On the ground level, the Lean Manufacturing Agent operates as a collaborative partner rather than an authoritarian monitor. According to official company release documentation, raw footage converted into gapless time-and-motion studies yields specific, actionable recommendations. Plant managers retain full editorial control, reviewing, modifying, or rejecting AI-generated fixes before they are implemented on the floor.
For service networks like Carolina Handling, the technology bridges the gap between unstructured problem descriptions and targeted field execution—identifying exact equipment faults, required replacement parts, and the specific technician skill sets needed for the repair.
Implications
The deployment of Squint’s Lean Manufacturing Agent and context-layer architecture carries profound implications for the future of global supply chains, labor markets, and manufacturing economics.
1. Reversing the Impact of the "Silver Tsunami"
As manufacturing workforces age, the retirement of veteran technicians threatens to paralyze industrial productivity.
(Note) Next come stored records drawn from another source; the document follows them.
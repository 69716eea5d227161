// src/lib.rs
// Public library surface for integration tests (and potential reuse).

pub mod api;
pub mod config;
pub mod dedupe;
pub mod extract;
pub mod language;
pub mod metrics;
pub mod normalize;
pub mod pipeline;
pub mod publish;
pub mod translate;

// ---- Re-exports for stable public API ----
pub use crate::api::{create_router, AppState};
pub use crate::config::AppConfig;
pub use crate::pipeline::Pipeline;
pub use crate::publish::{NotePublisher, NoteSink};
pub use crate::translate::{TranslationResult, Translator};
By capturing tacit knowledge—how a seasoned worker intuitively interacts with a stubborn machine—through video ingestion and contextual mapping, companies can permanently archive and scale institutional wisdom. New hires can be onboarded in a fraction of the traditional time, effectively flattening the steep learning curve of advanced industrial engineering.
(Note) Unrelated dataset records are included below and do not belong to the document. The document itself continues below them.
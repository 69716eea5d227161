// src/dedupe.rs
//! Short-lived duplicate suppression. Intercom redelivers webhooks on slow
//! acknowledgments, and several event topics can reference the same message;
//! without this gate the same note would be posted more than once.

use chrono::{DateTime, Duration, Utc};
use sha2::{Digest, Sha256};
use std::collections::HashMap;

#[derive(Debug)]
pub struct DuplicateSuppressor {
    window: Duration,
    seen: HashMap<String, DateTime<Utc>>,
}

impl DuplicateSuppressor {
    pub fn new(window_secs: i64) -> Self {
        Self {
            window: Duration::seconds(window_secs.max(1)),
            seen: HashMap::new(),
        }
    }

    /// Returns true if this `(conversation, text)` pair has not been seen
    /// within the suppression window, and records it as seen at `now`.
    pub fn should_process_at(
        &mut self,
        conversation_id: &str,
        text: &str,
        now: DateTime<Utc>,
    ) -> bool {
        self.evict_expired(now);

        let key = fingerprint(conversation_id, text);
        if self.seen.contains_key(&key) {
            return false;
        }
        self.seen.insert(key, now + self.window);
        true
    }

    pub fn should_process(&mut self, conversation_id: &str, text: &str) -> bool {
        self.should_process_at(conversation_id, text, Utc::now())
    }

    fn evict_expired(&mut self, now: DateTime<Utc>) {
        self.seen.retain(|_, expires_at| *expires_at > now);
    }

    #[cfg(test)]
    fn len(&self) -> usize {
        self.seen.len()
    }
}

/// Short stable content hash; never logs or stores the raw text.
fn fingerprint(conversation_id: &str, text: &str) -> String {
    let mut hasher = Sha256::new();
    hasher.update(conversation_id.as_bytes());
    hasher.update(b"\x00");
    hasher.update(text.as_bytes());
    let digest = hasher.finalize();
    let mut out = String::with_capacity(16);
    for b in digest.iter().take(8) {
        use std::fmt::Write as _;
        let _ = write!(&mut out, "{:02x}", b);
    }
    out
}

#[cfg(test)]
mod tests {
    use super::*;

    fn t0() -> DateTime<Utc> {
        Utc::now()
    }

    #[test]
    fn repeat_within_window_is_suppressed() {
        let mut d = DuplicateSuppressor::new(60);
        let now = t0();
        assert!(d.should_process_at("conv-1", "hello there", now));
        assert!(!d.should_process_at("conv-1", "hello there", now + Duration::seconds(1)));
    }

    #[test]
    fn different_conversation_or_text_passes() {
        let mut d = DuplicateSuppressor::new(60);
        let now = t0();
        assert!(d.should_process_at("conv-1", "hello there", now));
        assert!(d.should_process_at("conv-2", "hello there", now));
        assert!(d.should_process_at("conv-1", "different text", now));
    }

    #[test]
    fn expires_after_window() {
        let mut d = DuplicateSuppressor::new(10);
        let now = t0();
        assert!(d.should_process_at("conv-1", "hello there", now));
        assert!(d.should_process_at("conv-1", "hello there", now + Duration::seconds(11)));
    }

    #[test]
    fn eviction_bounds_memory() {
        let mut d = DuplicateSuppressor::new(10);
        let now = t0();
        for i in 0..100 {
            d.should_process_at("conv", &format!("msg {i}"), now);
        }
        d.should_process_at("conv", "late", now + Duration::seconds(11));
        assert_eq!(d.len(), 1);
    }
}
2. Moving from Lean Theory to Real-Time Execution
Traditional Lean and Six Sigma methodologies were inherently retrospective. Engineers analyzed past inefficiencies to make future adjustments, often days or weeks after the waste had already occurred. Squint’s technology shifts industrial engineering into real time. By zooming dynamically from a single workstation to an entire production line, the Lean Manufacturing Agent balances workloads the exact moment a station falls behind target cycle times, neutralizing bottlenecks before they cascade across the facility.
3. The Holy Grail: The "Instant Changeover"
Perhaps the most ambitious implication of Squint’s long-term strategy is CEO Devin Bhushan’s vision of the "instant changeover." Currently, retooling a major manufacturing plant to shift production from one product line to another—such as pivoting a snack food facility from manufacturing Cheetos to Doritos—can take months or even years of planning and physical reconfiguration.
By creating a deeply digitized, AI-governed context layer that understands every variable of factory operations, Bhushan aims to shrink that transition window to match the speed at which raw materials arrive at the loading dock. If achieved, this capability would allow global manufacturing capacity to flex dynamically in real time with shifting consumer demand, fundamentally reshaping the economics of industrial production in the 21st century.